The Man Who Came to Dinner

Thank you, Mistress, may I have another? Thank you, Mistress Anneka, may I please have another? Thank you, Mistress Anneka. May I please have another slice of this delightful manchengo cheese appetizer?

Dinner with a professional dominatrix? Well, it's interesting.
Anneka DeHaven. That's her name. And smackin' ass is her game.
We met at the downtown dungeon where she and several other "pro doms" rent by the hour. Mistress Anneka wore a modest black leather corset over a white button-down shirt and a long black skirt. With her bright red hair pulled back, and held with two chopsticks, she looked like anybody's high school librarian. Early 30s. Unassuming. And attractive.

Who knew?
Surprisingly, I was only a little bit nervous walking down the low, narrow stairwell, past the construction workers (who I was told were beginning work on the new "wrestling" and "medical" rooms), and into the dark confines of what I presume constitutes many men's (and women's) particular fantasy world.

Medical room?
Once I was inside, however, the needle on my "Oh Shit" meter began rising quickly. I scanned all the obvious paraphernalia (lots of black leather and metal, whips, harnesses, yadda, yadda) and zeroed right in on the chain-link cage occupying a 3-foot-by-3-foot area in one corner of the room. On the ground inside sat a large metal dog bowl.

Oh, my.
"Naughty boys and puppies, and sometimes horses, get put in there," explained Anneka.

"Um, now ... when you say dogs and horses ...?" I stuttered.
"Well, there's one client I see," she offered by way of example. "We spend half an hour just playing fetch and heeling. You know, 'Heel!' "

"Uh huh."
"Equestrian training is a little more difficult," she explained. "It's better outside. But I can move things out of the way here."

"Right," I said, as though I had very similar problems in my line of work; maybe too many pencils on the desk.

As she continued, describing the strapping on of bridles and headgear, I strolled around looking at some of the more unusual "play toys": slings, racks, paddles, blindfolds, collars, masks, and wrist restraints -- which Anneka kindly explained "are to keep men from playing with themselves."

The rusting pair of sheep shears, she assured me, are merely for "psychological torture." The variety of clamps and weights are used for what is apparently called C/B. "That stands for cock and ball torture," elaborated Anneka. "A lot of men are into that."

Yes. This was enough dungeon for me.
Next door, we took a brief look in the "soft room," a small space dressed up to look like Grandma's guest room with daybed, dressing table, and a modest assortment of play toys.

"This is for 'scenes' that aren't really appropriate in a dungeon setting," explained Anneka. "You know, maybe somebody who would rather have June Cleaver come after them with a hairbrush."

In the armoire was a full supply of cross-dressing attire. Like high heel shoes -- in a men's size 14.

As we passed the construction on our way out, I noticed something peculiar leaning against one of the walls: a toilet seat built into a giant plank of wood.

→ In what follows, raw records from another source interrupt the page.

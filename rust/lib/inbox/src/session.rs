//! Per-item panel state: expansion, in-flight fetches, cached suggestions
//! and edits.
//!
//! Pure and synchronous; the handlers hold it behind a mutex and never
//! across an await.

use std::collections::HashSet;
use std::sync::Arc;

use echo_client::SuggestionSet;

use crate::cache::SuggestionCache;
use crate::key::{ItemKey, ReplySlot};
use crate::overlay::EditOverlay;
use crate::state::PanelView;

/// What a toggle did.
#[derive(Debug, Clone, Copy, PartialEq, Eq)]
pub enum ToggleOutcome {
    Collapsed,
    /// Expanded over an already cached set.
    ExpandedCached,
    /// Expanded while a fetch for the key is still outstanding.
    ExpandedInFlight,
    /// Expanded and marked in flight; the caller must issue the fetch and
    /// report back through [`Session::finish_fetch`].
    FetchStarted,
}

pub struct Session {
    expanded: HashSet<ItemKey>,
    in_flight: HashSet<ItemKey>,
    cache: SuggestionCache,
    edits: EditOverlay,
}

impl Session {
    pub fn new(suggestion_capacity: Option<usize>) -> Self {
        Self {
            expanded: HashSet::new(),
            in_flight: HashSet::new(),
            cache: SuggestionCache::new(suggestion_capacity),
            edits: EditOverlay::new(),
        }
    }

    pub fn toggle(&mut self, key: &ItemKey) -> ToggleOutcome {
        if self.expanded.remove(key) {
            return ToggleOutcome::Collapsed;
        }
        self.expanded.insert(key.clone());
        if self.cache.touch(key) {
            ToggleOutcome::ExpandedCached
        } else if !self.in_flight.insert(key.clone()) {
            ToggleOutcome::ExpandedInFlight
        } else {
            ToggleOutcome::FetchStarted
        }
    }

    /// Complete a fetch begun by `toggle`. `None` means it failed and the
    /// key stays uncached. Returns a key evicted from a bounded cache;
    /// expanded keys are never evicted.
    pub fn finish_fetch(&mut self, key: &ItemKey, result: Option<SuggestionSet>) -> Option<ItemKey> {
        self.in_flight.remove(key);
        let expanded = &self.expanded;
        let evicted = self
            .cache
            .insert(key.clone(), result?, |k| expanded.contains(k));
        if let Some(evicted) = &evicted {
            self.edits.remove_item(evicted);
        }
        evicted
    }

    pub fn is_expanded(&self, key: &ItemKey) -> bool {
        self.expanded.contains(key)
    }

    /// A suggestion request for `key` is outstanding.
    pub fn is_loading(&self, key: &ItemKey) -> bool {
        self.in_flight.contains(key)
    }

    pub fn suggestions(&self, key: &ItemKey) -> Option<Arc<SuggestionSet>> {
        self.cache.get(key)
    }

    pub fn edit(&mut self, key: ItemKey, slot: ReplySlot, text: String) {
        self.edits.set(key, slot, text);
    }

    pub fn display_text<'a>(&'a self, key: &ItemKey, slot: ReplySlot, original: &'a str) -> &'a str {
        self.edits.display_text(key, slot, original)
    }

    /// Displayed text of a slot of the cached set, edits applied.
    pub fn reply_text(&self, key: &ItemKey, slot: ReplySlot) -> Option<String> {
        let set = self.cache.get(key)?;
        let original = match slot {
            ReplySlot::Main => set.primary.text.as_str(),
            ReplySlot::Alternative(i) => set.alternatives.get(i)?.text.as_str(),
        };
        Some(self.display_text(key, slot, original).to_string())
    }

    pub fn cached_count(&self) -> usize {
        self.cache.len()
    }

    /// Snapshot of `key`'s panel for publishing.
    pub fn panel(&self, key: &ItemKey) -> PanelView {
        let suggestions = self.cache.get(key);
        let (main_text, alternative_texts) = match &suggestions {
            Some(set) => (
                Some(self.display_text(key, ReplySlot::Main, &set.primary.text).to_string()),
                set.alternatives
                    .iter()
                    .enumerate()
                    .map(|(i, alt)| {
                        self.display_text(key, ReplySlot::Alternative(i), &alt.text)
                            .to_string()
                    })
                    .collect(),
            ),
            None => (None, Vec::new()),
        };
        PanelView {
            key: key.clone(),
            expanded: self.is_expanded(key),
            loading: self.is_loading(key),
            suggestions,
            main_text,
            alternative_texts,
        }
    }
}
//! HTTP client for the inbox backend.
//!
//! Lists the latest comments and direct messages and asks the backend for
//! AI reply suggestions. Authentication is supplied by a pluggable
//! [`TokenSource`].
//!
//! # Usage
//!
//! ```ignore
//! use echo_client::{EchoClient, InboxApi, StaticToken, SuggestTarget};
//!
//! let client = EchoClient::new("http://localhost:8000", Arc::new(StaticToken::new(token)));
//! let comments = client.latest_comments().await?;
//! let set = client
//!     .suggest_reply(&SuggestTarget::Message { message_id: "m1".into() })
//!     .await?;
//! ```

pub mod model;

use std::sync::Arc;

use serde::de::DeserializeOwned;

pub use model::{
    AlternativeReply, CommentItem, CommentsResponse, MessageItem, MessagesResponse, Sender,
    SuggestTarget, SuggestedReply, SuggestionSet,
};

pub const COMMENTS_LATEST_PATH: &str = "/api/v1/comments/latest";
pub const MESSAGES_LATEST_PATH: &str = "/api/v1/message/latest";
pub const COMMENT_SUGGEST_PATH: &str = "/api/v1/comments/suggest-reply";
pub const MESSAGE_SUGGEST_PATH: &str = "/api/v1/messages/suggest-reply";

// ── Error ───────────────────────────────────────────────────────────

/// Client-side API error.
#[derive(Debug, thiserror::Error)]
pub enum ApiError {
    #[error("HTTP {status}: {message}")]
    Server { status: u16, message: String },

    #[error("network: {0}")]
    Network(#[from] reqwest::Error),

    #[error("auth: {0}")]
    Auth(String),

    #[error("decode: {0}")]
    Decode(String),
}

impl ApiError {
    /// Human-readable `detail` sent by the server, if any.
    pub fn detail(&self) -> Option<&str> {
        match self {
            ApiError::Server { message, .. } if !message.is_empty() => Some(message),
            _ => None,
        }
    }
}

/// Pull `detail` out of an error body. FastAPI sends a string for
/// `HTTPException` and a list for validation errors.
fn error_detail(body: &str) -> String {
    match serde_json::from_str::<serde_json::Value>(body) {
        Ok(serde_json::Value::Object(map)) => match map.get("detail") {
            Some(serde_json::Value::String(s)) => s.clone(),
            Some(other) => other.to_string(),
            None => body.to_string(),
        },
        _ => body.to_string(),
    }
}

// ── TokenSource ─────────────────────────────────────────────────────

/// Pluggable token provider, asked before every request.
///
/// `Ok(None)` sends the request without an Authorization header.
#[async_trait::async_trait]
pub trait TokenSource: Send + Sync + 'static {
    async fn token(&self) -> Result<Option<String>, ApiError>;
}

/// Anonymous requests.
pub struct NoAuth;

#[async_trait::async_trait]
impl TokenSource for NoAuth {
    async fn token(&self) -> Result<Option<String>, ApiError> {
        Ok(None)
    }
}

/// A bearer token obtained elsewhere (the OAuth login lives in the web app).
pub struct StaticToken(String);

impl StaticToken {
    pub fn new(token: impl Into<String>) -> Self {
        Self(token.into())
    }
}

#[async_trait::async_trait]
impl TokenSource for StaticToken {
    async fn token(&self) -> Result<Option<String>, ApiError> {
        if self.0.is_empty() {
            return Err(ApiError::Auth("empty access token".into()));
        }
        Ok(Some(self.0.clone()))
    }
}

// ── InboxApi ────────────────────────────────────────────────────────

/// The backend calls the interaction feed depends on.
#[async_trait::async_trait]
pub trait InboxApi: Send + Sync + 'static {
    async fn latest_comments(&self) -> Result<CommentsResponse, ApiError>;

    async fn latest_messages(&self) -> Result<MessagesResponse, ApiError>;

    async fn suggest_reply(&self, target: &SuggestTarget) -> Result<SuggestionSet, ApiError>;
}

// ── EchoClient ──────────────────────────────────────────────────────

/// reqwest-backed [`InboxApi`].
pub struct EchoClient {
    http: reqwest::Client,
    base_url: String,
    token_source: Arc<dyn TokenSource>,
}

impl EchoClient {
    pub fn new(base_url: impl Into<String>, token_source: Arc<dyn TokenSource>) -> Self {
        Self::with_http_client(reqwest::Client::new(), base_url, token_source)
    }

    /// Use a preconfigured reqwest client (timeouts, proxies, TLS).
    pub fn with_http_client(
        http: reqwest::Client,
        base_url: impl Into<String>,
        token_source: Arc<dyn TokenSource>,
    ) -> Self {
        Self {
            http,
            base_url: base_url.into().trim_end_matches('/').to_string(),
            token_source,
        }
    }

    pub fn base_url(&self) -> &str {
        &self.base_url
    }

    fn url(&self, path: &str) -> String {
        format!("{}{}", self.base_url, path)
    }

    async fn authed(&self, builder: reqwest::RequestBuilder) -> Result<reqwest::RequestBuilder, ApiError> {
        match self.token_source.token().await? {
            Some(token) => Ok(builder.bearer_auth(token)),
            None => Ok(builder),
        }
    }

    /// Map non-2xx to `ApiError::Server` and decode the body otherwise.
    async fn parse<R: DeserializeOwned>(resp: reqwest::Response) -> Result<R, ApiError> {
        let status = resp.status();
        if !status.is_success() {
            let body = resp.text().await.unwrap_or_default();
            return Err(ApiError::Server {
                status: status.as_u16(),
                message: error_detail(&body),
            });
        }
        resp.json::<R>()
            .await
            .map_err(|e| ApiError::Decode(format!("response body: {}", e)))
    }
}

#[async_trait::async_trait]
impl InboxApi for EchoClient {
    async fn latest_comments(&self) -> Result<CommentsResponse, ApiError> {
        let req = self.authed(self.http.get(self.url(COMMENTS_LATEST_PATH))).await?;
        let resp: CommentsResponse = Self::parse(req.send().await?).await?;
        tracing::debug!(count = resp.comments.len(), is_mock = resp.is_mock, "fetched comments");
        Ok(resp)
    }

    async fn latest_messages(&self) -> Result<MessagesResponse, ApiError> {
        let req = self.authed(self.http.get(self.url(MESSAGES_LATEST_PATH))).await?;
        let resp: MessagesResponse = Self::parse(req.send().await?).await?;
        tracing::debug!(count = resp.messages.len(), "fetched messages");
        Ok(resp)
    }

    async fn suggest_reply(&self, target: &SuggestTarget) -> Result<SuggestionSet, ApiError> {
        let (path, form): (&str, Vec<(&str, &str)>) = match target {
            SuggestTarget::Comment { comment_id, post_id } => {
                let mut form = vec![("comment_id", comment_id.as_str())];
                if let Some(post_id) = post_id {
                    form.push(("post_id", post_id.as_str()));
                }
                (COMMENT_SUGGEST_PATH, form)
            }
            SuggestTarget::Message { message_id } => {
                (MESSAGE_SUGGEST_PATH, vec![("message_id", message_id.as_str())])
            }
        };
        let req = self.authed(self.http.post(self.url(path)).form(&form)).await?;
        Self::parse(req.send().await?).await
    }
}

I could not, would not, did not ask.
Making our way back upstairs and out to my car, Anneka and I headed for the center of the Mission, where she lives in a modest studio.

Artwork of her own design lines most of the walls and aside from a few neatly arranged whips and one scary leather mask, the apartment looks like, well, a librarian could live here. As I took a seat at the small table in the kitchen, Mistress Anneka asked me to help undo her corset. She stood with her back to me, and I awkwardly pulled at the long line of crisscrossing strings.

Just then an elaborate fantasy hit me:
Mistress Anneka and I have met on an underground train (the J Church, I think). She coyly invites me back to her place under some flattering pretense. I naively oblige. Once inside, however, she deftly flips me over onto the bed, ties my hands to the posts, and proceeds, using only her teeth, to pluck the hairs from my back, one by one.

Ow!
As I finished loosening her corset, Anneka turned around and snuffed that fantasy out just in time. I made the S/M equivalent of small talk while she set out several cold appetizers and began preparing the main meal.

From the fridge she took a pitcher of homemade gazpacho, her Spanish mother's recipe, and poured me a mug. "A lot of people dress up tomato soup and call it gazpacho," she told me. "But you're going to have the real deal."

Her secret, she explained, is to soak a piece of stale French bread in water, then add it to the blender. This results in the authentic grainy consistency.

It was good.
I asked Anneka about her rate structure. "Two hundred dollars an hour," she said. "There are pro doms that probably charge a little less. But I'm not interested in the bargain shopper. It's a luxury thing. And every time the holidays roll around or the stock market goes down it really impacts us. When the economy sucks, our business sucks."